Azure Virtual Machines

Documentation & Guides

Virtual Machine Sizing Guide

Choosing the right size for your Azure Virtual Machine (VM) is crucial for performance, cost-effectiveness, and meeting your application's demands. This guide helps you understand the key factors and VM series available.

Key Sizing Factors

Compute Needs

Consider the processing power required. Applications with high CPU utilization, batch processing, or complex calculations will need more vCPUs and higher clock speeds.

Memory Requirements

For applications that store large datasets in memory, such as databases or in-memory analytics, ample RAM is essential. More RAM generally leads to better performance for memory-intensive workloads.

Storage Performance

The type and performance of your disk subsystem are vital. Consider IOPS (Input/Output Operations Per Second) and throughput for your data and application needs. Azure offers various disk types like Standard HDD, Standard SSD, Premium SSD, and Ultra Disk.

Networking Bandwidth

Applications that transfer large amounts of data over the network, like web servers with high traffic or distributed applications, require adequate network bandwidth. VM sizes specify their network performance.

Azure VM Series Overview

Azure provides a wide range of VM series, each optimized for specific workloads:

General Purpose (A, B, D, E, F series)

Balanced CPU-to-memory ratio. Ideal for:

  • Web servers
  • Small to medium databases
  • Development and test environments

B-series offers burstable performance for workloads with intermittent CPU usage.
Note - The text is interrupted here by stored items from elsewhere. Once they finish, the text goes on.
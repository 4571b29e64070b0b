//! Common interface for the smoothing models.

use crate::error::ForecastError;

/// A smoothing model that fits a value series and projects it forward.
///
/// Object-safe; the engine holds models as `&mut dyn SmoothingModel` when
/// walking its fallback chain.
pub trait SmoothingModel {
    /// Fit the model to the observed values.
    fn fit(&mut self, values: &[f64]) -> Result<(), ForecastError>;

    /// Project `horizon` steps past the end of the fitted data.
    fn predict(&self, horizon: usize) -> Result<Vec<f64>, ForecastError>;

    /// In-sample one-step-ahead predictions.
    fn fitted_values(&self) -> Option<&[f64]>;

    /// Residuals (actual minus fitted).
    fn residuals(&self) -> Option<&[f64]>;

    /// Display name of the model.
    fn name(&self) -> &'static str;

    /// Whether `fit` has completed successfully.
    fn is_fitted(&self) -> bool {
        self.fitted_values().is_some()
    }
}
//! Nelder-Mead simplex minimizer for smoothing-parameter estimation.
//!
//! Derivative-free and deterministic, which keeps forecast runs repeatable.
//! Standard reflection/expansion/contraction coefficients; every candidate
//! point is clamped to the parameter bounds.

/// Stopping criteria for [`minimize`].
#[derive(Debug, Clone, Copy)]
pub struct FitOptions {
    pub max_iter: usize,
    pub tolerance: f64,
}

impl Default for FitOptions {
    fn default() -> Self {
        Self {
            max_iter: 1000,
            tolerance: 1e-8,
        }
    }
}

const REFLECT: f64 = 1.0;
const EXPAND: f64 = 2.0;
const CONTRACT: f64 = 0.5;
const SHRINK: f64 = 0.5;
const INITIAL_STEP: f64 = 0.05;

/// Minimize `objective` starting from `initial`, keeping every coordinate
/// inside its `bounds` interval. Returns the best point found.
pub fn minimize<F>(objective: F, initial: &[f64], bounds: &[(f64, f64)], options: FitOptions) -> Vec<f64>
where
    F: Fn(&[f64]) -> f64,
{
    let n = initial.len();
    debug_assert_eq!(n, bounds.len());
    if n == 0 {
        return Vec::new();
    }

    let clamp = |point: &mut Vec<f64>| {
        for (x, (lo, hi)) in point.iter_mut().zip(bounds) {
            *x = x.clamp(*lo, *hi);
        }
    };

    // Simplex: initial point plus one perturbed vertex per dimension.
    let mut simplex: Vec<Vec<f64>> = Vec::with_capacity(n + 1);
    simplex.push(initial.to_vec());
    for i in 0..n {
        let mut vertex = initial.to_vec();
        let step = if vertex[i].abs() > 1e-10 {
            INITIAL_STEP * vertex[i].abs()
        } else {
            INITIAL_STEP
        };
        vertex[i] += step;
        clamp(&mut vertex);
        simplex.push(vertex);
    }
    let mut scores: Vec<f64> = simplex.iter().map(|v| objective(v)).collect();

    for _ in 0..options.max_iter {
        // Order vertices best to worst.
        let mut order: Vec<usize> = (0..=n).collect();
        order.sort_by(|&a, &b| scores[a].total_cmp(&scores[b]));
        let best = order[0];
        let worst = order[n];
        let second_worst = order[n - 1];

        if (scores[worst] - scores[best]).abs() < options.tolerance {
            break;
        }

        // Centroid of all vertices except the worst.
        let mut centroid = vec![0.0; n];
        for (idx, vertex) in simplex.iter().enumerate() {
            if idx == worst {
                continue;
            }
            for (c, x) in centroid.iter_mut().zip(vertex) {
                *c += x / n as f64;
            }
        }

        let blend = |coef: f64| {
            let mut point: Vec<f64> = centroid
                .iter()
                .zip(&simplex[worst])
                .map(|(c, w)| c + coef * (c - w))
                .collect();
            clamp(&mut point);
            point
        };

        let reflected = blend(REFLECT);
        let reflected_score = objective(&reflected);

        if reflected_score < scores[best] {
            // Try expanding further in the same direction.
            let expanded = blend(EXPAND);
            let expanded_score = objective(&expanded);
            if expanded_score < reflected_score {
                simplex[worst] = expanded;
                scores[worst] = expanded_score;
            } else {
                simplex[worst] = reflected;
                scores[worst] = reflected_score;
            }
        } else if reflected_score < scores[second_worst] {
            simplex[worst] = reflected;
            scores[worst] = reflected_score;
        } else {
            let contracted = blend(-CONTRACT);
            let contracted_score = objective(&contracted);
            if contracted_score < scores[worst] {
                simplex[worst] = contracted;
                scores[worst] = contracted_score;
            } else {
                // Shrink everything toward the best vertex.
                let best_vertex = simplex[best].clone();
                for (idx, vertex) in simplex.iter_mut().enumerate() {
                    if idx == best {
                        continue;
                    }
                    for (x, b) in vertex.iter_mut().zip(&best_vertex) {
                        *x = b + SHRINK * (*x - b);
                    }
                    clamp(vertex);
                    scores[idx] = objective(vertex);
                }
            }
        }
    }

    let best = (0..=n)
        .min_by(|&a, &b| scores[a].total_cmp(&scores[b]))
        .unwrap_or(0);
    simplex.swap_remove(best)
}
Compute Optimized (F series)

High CPU-to-memory ratio. Best for:

  • Medium-traffic web servers
  • Batch processing
  • Application servers

Memory Optimized (E, M, G series)

High memory-to-CPU ratio. Suitable for:

  • Large relational databases
  • In-memory caches
  • Big data analytics

M-series are designed for the largest SAP HANA deployments.

Storage Optimized (Lsv2, Lsv3 series)

Optimized for high disk throughput and IOPS. Ideal for:

  • Big data applications (e.g., Hadoop, Spark)
  • NoSQL databases
  • Data warehousing

GPU Optimized (N series)

Equipped with NVIDIA GPUs. Used for:

  • Machine learning and deep learning
  • Visualizations and rendering
  • Video encoding

Choosing the Right Size

Start by identifying your workload's primary needs (CPU, RAM, I/O, Network). Consult the official Azure VM sizes documentation for detailed specifications, including vCPUs, RAM, Temp Storage, Max IOPS/Throughput, and Network Bandwidth. It's often beneficial to start with a smaller size and scale up if needed, or monitor performance and adjust accordingly.